Momoa isn’t actually stretching anything here, unless it’s a hamstring during a fight sequence. His Ray starts out as a soft husband and father, one who is just built like Jason Momoa. But like the action stars of the past, you know it’s only a matter of a time before this guy’s snapping necks and throwing punches. He reiterates time and again that he didn’t intend to kill anyone…he’s just really, really good at it. Much of this changes once the film’s “twist” is revealed, of which I won’t spoil the pure batshit insanity of it, but there’s probably someone who could complain that many of the scenes where Ray is in dangerous situations where people end up dead are intentional.

The true star, and the only reason “Sweet Girl” holds your attention for nearly 120-minutes is Isabella Merced. After impressing audiences’ in “Dora the Explorer,” Merced shows her range at a young age, whether that’s kicking ass in a boxing ring or contemplating how her father has affected her childhood. Again, like that Momoa/Merced cancer drama that doesn’t happen, had the movie wanted to tell us a story about Rachel Cooper, International Badass, I’d have been down for that (though the movie does telegraph its makers have watched “The Professional”). Instead, the film wastes her for much of the movie until the twist tries to wrench everything into giving her more agency.

“Sweet Girl”CLAY ENOS/NETFLIX © 2021

The movie tries hard to say Rachel and Ray are of one mind, from the fact that their names are similar to Momoa’s monotone narration about “parents and their children. Where do they end and we begin?” Just telling you that feels like a spoiler but it’s said in the first 10 minutes alongside the first (of two) times Rachel is referred to as “sweet girl.” Honestly, it feels like the title was such a last minute addition that the second time the term is used it’s an ADR line.

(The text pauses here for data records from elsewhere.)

// Scenario lifecycle hooks
//
// Setup and teardown for the tag-gated resources: `@UI` scenarios get a
// browser session selected by their `@Browser:<Name>` tag, `@API`
// scenarios get a request context bound to BASE_API_URL. Teardown runs
// whether the scenario passed, failed or panicked, and both teardown
// paths are idempotent.

use crate::run_context;
use crate::world::HarnessWorld;
use cucumber::event::ScenarioFinished;
use cucumber::gherkin::{Feature, Rule, Scenario};
use futures::FutureExt as _;
use futures::future::LocalBoxFuture;
use tracing::{debug, info, warn};
use webtestkit::api::RestClient;
use webtestkit::browser::BrowserFactory;

/// Tag that routes a scenario through the browser hooks.
pub const UI_TAG: &str = "UI";
/// Tag that routes a scenario through the REST hooks.
pub const API_TAG: &str = "API";

/// Feature tags apply to every scenario in the feature.
pub fn effective_tags(feature: &Feature, scenario: &Scenario) -> Vec<String> {
    merge_tags(&feature.tags, &scenario.tags)
}

fn merge_tags(feature_tags: &[String], scenario_tags: &[String]) -> Vec<String> {
    feature_tags
        .iter()
        .chain(scenario_tags.iter())
        .cloned()
        .collect()
}

fn has_tag(tags: &[String], tag: &str) -> bool {
    tags.iter().any(|t| t == tag)
}

/// Before-scenario hook: initializes the tag-gated resources.
///
/// A failure here panics, which cucumber records as a scenario failure -
/// core setup problems must fail the scenario, not be papered over.
pub fn scenario_setup<'a>(
    feature: &'a Feature,
    _rule: Option<&'a Rule>,
    scenario: &'a Scenario,
    world: &'a mut HarnessWorld,
) -> LocalBoxFuture<'a, ()> {
    async move {
        let tags = effective_tags(feature, scenario);

        if has_tag(&tags, UI_TAG) {
            let session = BrowserFactory::launch_for_tags(&tags, &world.config)
                .await
                .unwrap_or_else(|err| panic!("could not initialize browser: {err}"));
            match session.version().await {
                Ok(version) => info!(browser = session.name(), %version, "browser launched"),
                Err(_) => info!(browser = session.name(), "browser launched"),
            }
            world.browser = Some(session);
        }

        if has_tag(&tags, API_TAG) {
            let base_url = world
                .config
                .require_base_api_url()
                .unwrap_or_else(|err| panic!("{err}"))
                .clone();
            world.rest = Some(
                RestClient::new(base_url)
                    .unwrap_or_else(|err| panic!("could not initialize request context: {err}")),
            );
            debug!("request context initialized");
        }
    }
    .boxed_local()
}

/// After-scenario hook: releases the scenario's resources and, when
/// configured, captures the end-of-scenario screenshot for the report.
pub fn scenario_teardown<'a>(
    _feature: &'a Feature,
    _rule: Option<&'a Rule>,
    scenario: &'a Scenario,
    _finished: &'a ScenarioFinished,
    world: Option<&'a mut HarnessWorld>,
) -> LocalBoxFuture<'a, ()> {
    async move {
        let Some(world) = world else {
            return;
        };

        if let Some(mut session) = world.browser.take() {
            if world.config.screenshot_on_each_step {
                capture_final_screenshot(&session, &scenario.name).await;
            }
            let browser = session.name();
            debug!(%browser, "closing browser");
            if let Err(err) = session.close().await {
                warn!(%browser, %err, "browser did not shut down cleanly");
            }
        }

        if let Some(mut rest) = world.rest.take() {
            rest.dispose();
            debug!("request context disposed");
        }
    }
    .boxed_local()
}

/// Best-effort end-of-scenario screenshot; failures are logged, never
/// propagated.
async fn capture_final_screenshot(
    session: &webtestkit::browser::BrowserSession,
    scenario_name: &str,
) {
    let context = run_context::get();
    let (path, relative) = context.report_paths.screenshot_file(scenario_name);

    let result = async {
        let bytes = session.screenshot().await?;
        context.report_paths.ensure_dirs()?;
        std::fs::write(&path, bytes)?;
        Ok::<_, webtestkit::Error>(())
    }
    .await;

    match result {
        Ok(()) => {
            context
                .pending_screenshots
                .lock()
                .insert(scenario_name.to_owned(), relative);
        }
        Err(err) => warn!(scenario = scenario_name, %err, "could not capture scenario screenshot"),
    }
}

#[cfg(test)]
mod tests {
    use super::*;

    fn tags(names: &[&str]) -> Vec<String> {
        names.iter().map(ToString::to_string).collect()
    }

    #[test]
    fn feature_tags_apply_to_every_scenario() {
        let merged = merge_tags(&tags(&["UI", "Browser:Chromium"]), &tags(&["smoke"]));
        assert_eq!(merged, ["UI", "Browser:Chromium", "smoke"]);
        assert!(has_tag(&merged, UI_TAG));
        assert!(!has_tag(&merged, API_TAG));
    }

    #[test]
    fn scenario_tags_alone_are_enough() {
        let merged = merge_tags(&[], &tags(&["API"]));
        assert!(has_tag(&merged, API_TAG));
    }
}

Merced is so good, actually giving this movie nuance and pathos, that you can see every other actor coasting around her. Manuel Garcia-Rulfo plays one of the assassins hunting Ray and Rachel. He’s solidly menacing, though you can see the script writing him like Anton Chigurh. A moment of solidarity between Ray and Garcia-Rulfo’s Santos could have gone down an interesting direction had it wanted to. Bartha is sufficiently whiny, while Brenneman is there to provide the film’s second “we already knew this” point that politicians can be corrupt.

“Sweet Girl” is dumb in all the ways you expect, and yet with Isabella Merced things feel understandable. It’s just frustrating that the twist undermines her, outside of being utterly weird. That being said, if they wanted to greenlight a “Sweet Girl 2” and give Merced her due, I’ll be waiting.